According to a recent report by IBM, the damage caused by major IT incidents is greater than ever. An incident that results from a data breach will cost the organization an average of $3.86 million, with the average time to breach containment coming in at 280 days!
And according to the ITIC, hourly downtime costs come in at over $300,000, with some at even $1 million per hour.
Clearly, reigning in incidents, resolving them as quickly and efficiently as possible, and learning from past mistakes to optimize the resolution of future events – is top priority for anyone whose day-to-day involves major incidents.
Insights from the ITIL
Aligning with industry standards for efficient resolution has long been the strategy in focus for addressing this objective, with the ITIL serving as the preferred source for insightful methodologies and processes.

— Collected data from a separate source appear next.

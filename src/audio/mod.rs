use std::sync::Arc;
use std::time::Instant;

use crossbeam_channel::{Receiver, Sender, TrySendError};
use cpal::traits::{DeviceTrait, HostTrait, StreamTrait};
use log::{error, info, warn};

use crate::audio_api::{AudioCommand, TriggerParams};
use crate::config::AudioSettings;
use crate::error::SinkError;

pub mod cache;
mod engine;
mod frame;
mod sample_buffer;
mod sample_id;
pub mod sink;
mod voice;
pub mod wav;

pub use cache::SampleCache;
pub use engine::Engine;
pub use frame::StereoFrame;
pub use sample_buffer::SampleBuffer;
pub use sample_id::{SampleId, SampleIds};
pub use sink::{AudioSink, ScheduleRequest, SoftwareSink};
pub use voice::Voice;

// Opens the default output device, or falls back to the software sink when
// there isn't one. Decided once; the choice doesn't change while running.
pub fn open_sink(settings: &AudioSettings) -> Box<dyn AudioSink> {
    match CpalSink::open(settings) {
        Ok(sink) => Box::new(sink),
        Err(e) => {
            warn!("no audio output ({e}), falling back to software sink");
            Box::new(SoftwareSink::new())
        }
    }
}

pub struct CpalSink {
    tx: Sender<AudioCommand>,
    sample_rate: u32,
    _output_stream: cpal::Stream,
}

impl CpalSink {
    pub fn open(settings: &AudioSettings) -> Result<Self, SinkError> {
        let (tx, rx) = crossbeam_channel::bounded::<AudioCommand>(settings.command_capacity);

        let host = cpal::default_host();
        let device = host
            .default_output_device()
            .ok_or_else(|| SinkError::Device("no default output device".into()))?;
        let config = device
            .default_output_config()
            .map_err(|e| SinkError::Device(e.to_string()))?;

        let sample_rate = config.sample_rate();
        let channels = config.channels() as usize;

        match config.sample_format() {
            cpal::SampleFormat::F32 => {
                let engine = Engine::new(sample_rate, settings.max_voices);
                let output_stream = build_output_stream_f32(&device, &config.into(), rx, engine, channels)?;
                output_stream.play().map_err(|e| SinkError::Stream(e.to_string()))?;
                info!("audio output at {sample_rate}Hz, {channels} channels");
                Ok(Self { tx, sample_rate, _output_stream: output_stream })
            }
            other => Err(SinkError::Device(format!(
                "unsupported sample format {other:?} (only f32 supported for now)"
            ))),
        }
    }

    fn send(&self, cmd: AudioCommand) -> Result<(), SinkError> {
        self.tx.try_send(cmd).map_err(|e| match e {
            TrySendError::Full(_) => SinkError::Rejected("audio command queue full".into()),
            TrySendError::Disconnected(_) => SinkError::Stream("audio thread gone".into()),
        })
    }
}

impl AudioSink for CpalSink {
    fn name(&self) -> &'static str {
        "cpal"
    }

    fn load_sample(&mut self, id: SampleId, buffer: Arc<SampleBuffer>) -> Result<(), SinkError> {
        self.send(AudioCommand::RegisterSample { id, buffer })
    }

    fn unload_sample(&mut self, id: SampleId) {
        if let Err(e) = self.send(AudioCommand::UnregisterSample { id }) {
            warn!("unload of {id:?} dropped: {e}");
        }
    }

    fn schedule_sample(&mut self, request: ScheduleRequest) {
        let delay = request.when.saturating_duration_since(Instant::now());
        let delay_frames = (delay.as_secs_f64() * self.sample_rate as f64).round() as usize;
        let trigger = TriggerParams {
            sample_id: request.sample_id,
            delay_frames,
            trim_start_ms: request.trim_start_ms,
            trim_end_ms: request.trim_end_ms,
            gain: request.volume,
            rate: request.rate,
        };
        if let Err(e) = self.send(AudioCommand::Trigger(trigger)) {
            warn!("trigger dropped: {e}");
        }
    }

    fn stop_all(&mut self) {
        let _ = self.send(AudioCommand::StopAll);
    }
}

// ── Output stream ─────────────────────────────────────────────────

fn build_output_stream_f32(
    device: &cpal::Device,
    config: &cpal::StreamConfig,
    rx: Receiver<AudioCommand>,
    mut engine: Engine,
    channels: usize,
) -> Result<cpal::Stream, SinkError> {
    // scratch sized for a generous callback; larger callbacks render in chunks
    let mut scratch = vec![StereoFrame::zero(); 4096];
    let channels = channels.max(1);

    let err_fn = |err| error!("audio output stream error: {err}");

    device
        .build_output_stream(
            config,
            move |data: &mut [f32], _info: &cpal::OutputCallbackInfo| {
                while let Ok(cmd) = rx.try_recv() {
                    engine.handle_cmd(cmd);
                }

                for out in data.chunks_mut(scratch.len() * channels) {
                    let n_frames = out.len() / channels;
                    let frames = &mut scratch[..n_frames];
                    engine.render_block(frames);
                    for (dst, f) in out.chunks_exact_mut(channels).zip(frames.iter()) {
                        if channels == 1 {
                            dst[0] = (f.left + f.right) * 0.5;
                        } else {
                            dst[0] = f.left;
                            dst[1] = f.right;
                            dst[2..].fill(0.0);
                        }
                    }
                }
            },
            err_fn,
            None,
        )
        .map_err(|e| SinkError::Stream(e.to_string()))
}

When it comes specifically to “learning from past mistakes,” nothing serves up knowledge and insights better than the right incident report.
It facilitates the incident review – including the unfolding of the incident itself and the how well (or not so well) the processes were executed, as well as the post-mortem, root cause analysis, and risk mitigation for future incidents.
According to the ITIL, the incident report should explain the following:
- What was the incident about?
- When did it occur?
- Where did it occur?
- How much time did it take to resolve?
- Who resolved?
- Who was involved in handling the incident?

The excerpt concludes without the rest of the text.